IPMI Monitor

Web-based server hardware monitoring via IPMI and Redfish

View the Project on GitHub cryptolabsza/ipmi-monitor

IPMI System Event Log (SEL) Reference Guide

Complete reference for interpreting BMC System Event Log messages.

Version: v1.0 Last Updated: December 2025

Table of Contents


Understanding SEL Entries

What is the SEL?

The System Event Log (SEL) is maintained by the server’s BMC (Baseboard Management Controller).

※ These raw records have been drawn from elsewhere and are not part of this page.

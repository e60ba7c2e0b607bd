//! # Assignment Sets
//!
//! A per-predicate bitset over *assignment ranks*: which single
//! `(position, object)` and joint `(position₁, object₁, position₂,
//! object₂)` assignments are consistent with a given set of ground atoms.
//! One set is built per predicate kind — the static one once at grounder
//! construction, the fluent/derived ones per evaluated state — and they
//! are what make the consistency tests in binding generation O(1).

use crate::bitset::Bitset;
use crate::pddl::ir::{IrPool, Kind, Term};

/// A single `(position, object)` assignment, or a joint pair of them.
/// Unset halves are `None`.
#[derive(Debug, Clone, Copy)]
pub struct Assignment {
    pub first_position: Option<u32>,
    pub first_object: Option<u32>,
    pub second_position: Option<u32>,
    pub second_object: Option<u32>,
}

impl Assignment {
    pub fn unary(position: u32, object: u32) -> Self {
        Assignment {
            first_position: Some(position),
            first_object: Some(object),
            second_position: None,
            second_object: None,
        }
    }

    pub fn pair(
        first_position: u32,
        first_object: u32,
        second_position: u32,
        second_object: u32,
    ) -> Self {
        Assignment {
            first_position: Some(first_position),
            first_object: Some(first_object),
            second_position: Some(second_position),
            second_object: Some(second_object),
        }
    }
}

/// Mixed-radix rank of an assignment within a predicate of `arity`
/// over `num_objects` objects. Unset components contribute zero.
fn assignment_rank(
    first_position: Option<u32>,
    first_object: Option<u32>,
    second_position: Option<u32>,
    second_object: Option<u32>,
    arity: usize,
    num_objects: usize,
) -> usize {
    let offset = |x: Option<u32>| x.map_or(0, |v| v as usize + 1);
    let first = 1;
    let second = first * (arity + 1);
    let third = second * (arity + 1);
    let fourth = third * (num_objects + 1);
    first * offset(first_position)
        + second * offset(second_position)
        + third * offset(first_object)
        + fourth * offset(second_object)
}

fn num_assignments(arity: usize, num_objects: usize) -> usize {
    let first = 1;
    let second = first * (arity + 1);
    let third = second * (arity + 1);
    let fourth = third * (num_objects + 1);
    first * arity + second * arity + third * num_objects + fourth * num_objects + 1
}

/// Joint unary/binary assignment bitsets for one predicate kind.
pub struct AssignmentSet {
    kind: Kind,
    num_objects: usize,
    per_predicate: Vec<Bitset>,
}

impl AssignmentSet {
    /// Build the set for `kind` from the ground atoms in `atoms`.
    pub fn build(pool: &IrPool, kind: Kind, atoms: impl Iterator<Item = u32>) -> Self {
        let num_objects = pool.objects.len();
        let per_predicate: Vec<Bitset> = pool
            .predicates
            .get(kind)
            .iter()
            .map(|p| Bitset::with_capacity(num_assignments(p.arity, num_objects)))
            .collect();

        let mut set = AssignmentSet {
            kind,
            num_objects,
            per_predicate,
        };
        set.fill(pool, atoms);
        set
    }

    fn fill(&mut self, pool: &IrPool, atoms: impl Iterator<Item = u32>) {
        for atom in atoms {
            let (predicate, objects) = pool.ground_atom_data(self.kind, atom);
            let arity = objects.len();
            let bits = &mut self.per_predicate[predicate as usize];
            for (first_position, &first_object) in objects.iter().enumerate() {
                bits.set(assignment_rank(
                    Some(first_position as u32),
                    Some(first_object),
                    None,
                    None,
                    arity,
                    self.num_objects,
                ));
                for (offset, &second_object) in objects[first_position + 1..].iter().enumerate() {
                    let second_position = first_position + 1 + offset;
                    bits.set(assignment_rank(
                        Some(first_position as u32),
                        Some(first_object),
                        Some(second_position as u32),
                        Some(second_object),
                        arity,
                        self.num_objects,
                    ));
                }
            }
        }
    }

    /// Check a literal list against a candidate (partial) assignment of
    /// parameters to objects.
    ///
    /// A positive literal fails when the induced atom-level assignment
    /// rank is absent; a negated literal fails when the rank is present
    /// *and* the assignment covers the whole literal (arity one, or
    /// arity two with both positions bound). With `relaxed`, negated
    /// literals are ignored entirely.
    pub fn literals_consistent(
        &self,
        pool: &IrPool,
        literals: &[u32],
        first: Assignment,
        second: Option<Assignment>,
        relaxed: bool,
    ) -> bool {
        for &literal_index in literals {
            let literal = pool.literals.get(self.kind).get(literal_index);
            let arity = literal.terms.len();

            let mut first_position: Option<u32> = None;
            let mut first_object: Option<u32> = None;
            let mut second_position: Option<u32> = None;
            let mut second_object: Option<u32> = None;

            for (position, term) in literal.terms.iter().enumerate() {
                let object = match term {
                    // Constants participate only for short literals,
                    // where the pair rank captures them exactly.
                    Term::Object(object) => {
                        if arity <= 2 {
                            Some(*object)
                        } else {
                            None
                        }
                    }
                    Term::Param(parameter) => lookup_parameter(*parameter, first, second),
                };
                let Some(object) = object else { continue };

                if first_position.is_none() {
                    first_position = Some(position as u32);
                    first_object = Some(object);
                } else {
                    second_position = Some(position as u32);
                    second_object = Some(object);
                    break;
                }
            }

            if first_position.is_none() {
                continue; // the assignment does not touch this literal
            }

            let rank = assignment_rank(
                first_position,
                first_object,
                second_position,
                second_object,
                arity,
                self.num_objects,
            );
            let consistent = self.per_predicate[literal.predicate as usize].get(rank);

            if !literal.negated && !consistent {
                return false;
            }
            if literal.negated && !relaxed && consistent {
                let covers_literal = arity == 1 || (arity == 2 && second_position.is_some());
                if covers_literal {
                    return false;
                }
            }
        }
        true
    }
}

fn lookup_parameter(parameter: u32, first: Assignment, second: Option<Assignment>) -> Option<u32> {
    for assignment in std::iter::once(first).chain(second) {
        if assignment.first_position == Some(parameter) {
            return assignment.first_object;
        }
        if assignment.second_position == Some(parameter) {
            return assignment.second_object;
        }
    }
    None
}

#[cfg(test)]
mod tests {
    use super::*;
    use crate::pddl::ir::Literal;

    fn pool_with(predicate_arity: usize, objects: usize) -> IrPool {
        let mut pool = IrPool::new();
        for i in 0..objects {
            pool.objects.intern(format!("o{i}"));
        }
        pool.add_predicate(Kind::Fluent, "p", predicate_arity);
        pool
    }

    #[test]
    fn test_unary_consistency() {
        let mut pool = pool_with(1, 3);
        let atom = pool.ground_atom(Kind::Fluent, 0, vec![1]);
        let set = AssignmentSet::build(&pool, Kind::Fluent, std::iter::once(atom));

        let literal = pool.literals.get_mut(Kind::Fluent).intern(Literal {
            predicate: 0,
            terms: vec![Term::Param(0)],
            negated: false,
        });

        assert!(set.literals_consistent(&pool, &[literal], Assignment::unary(0, 1), None, false));
        assert!(!set.literals_consistent(&pool, &[literal], Assignment::unary(0, 2), None, false));
    }

    #[test]
    fn test_binary_joint_consistency() {
        let mut pool = pool_with(2, 3);
        // p(o0, o1) holds; p(o0, o2) does not.
        let atom = pool.ground_atom(Kind::Fluent, 0, vec![0, 1]);
        let set = AssignmentSet::build(&pool, Kind::Fluent, std::iter::once(atom));

        let literal = pool.literals.get_mut(Kind::Fluent).intern(Literal {
            predicate: 0,
            terms: vec![Term::Param(0), Term::Param(1)],
            negated: false,
        });

        let good = Assignment::pair(0, 0, 1, 1);
        let bad = Assignment::pair(0, 0, 1, 2);
        assert!(set.literals_consistent(&pool, &[literal], good, None, false));
        assert!(!set.literals_consistent(&pool, &[literal], bad, None, false));
    }

    #[test]
    fn test_negated_literal_blocks_full_cover() {
        let mut pool = pool_with(1, 2);
        let atom = pool.ground_atom(Kind::Fluent, 0, vec![0]);
        let set = AssignmentSet::build(&pool, Kind::Fluent, std::iter::once(atom));

        let negated = pool.literals.get_mut(Kind::Fluent).intern(Literal {
            predicate: 0,
            terms: vec![Term::Param(0)],
            negated: true,
        });

        assert!(!set.literals_consistent(&pool, &[negated], Assignment::unary(0, 0), None, false));
        assert!(set.literals_consistent(&pool, &[negated], Assignment::unary(0, 1), None, false));
        // Relaxed checks ignore negation.
        assert!(set.literals_consistent(&pool, &[negated], Assignment::unary(0, 0), None, true));
    }
}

It records hardware events, errors, and status changes independent of the operating system. This makes it invaluable for diagnosing issues even when the OS has crashed or the server won’t boot.

SEL Record Structure

Each SEL entry contains these fields:

Field Description
Record ID Unique identifier (the SEL ID number like 15649)
Timestamp When the event occurred (BMC time)
Generator ID Which component generated the event
Sensor Type Category of the sensor (Memory, Temperature, etc.)
Sensor Number Specific sensor that triggered the event
Event Direction Assertion (condition became true) or Deassertion (condition cleared)
Event Data 3 bytes of event-specific data (shown as hex like 0xA0FF18)

Severity Levels

Level Color Meaning Action
Critical 🔴 Red Immediate risk of data loss or outage Act immediately
Warning 🟡 Yellow Degraded state, potential for failure Investigate soon
Info 🔵 Blue Informational, normal operation Monitor only

Event Data Bytes

Decoding Hex Event Data

Event data is typically shown as a 3-byte hex value like 0xA0FF18. Here’s how to decode it:

0xA0FF18 breaks down as:
├── 0xA0 (Byte 1): Event Data 1 - Event type/reading class
├── 0xFF (Byte 2): Event Data 2 - Sensor-specific info (0xFF = unused)
└── 0x18 (Byte 3): Event Data 3 - Additional info (e.g., DIMM slot)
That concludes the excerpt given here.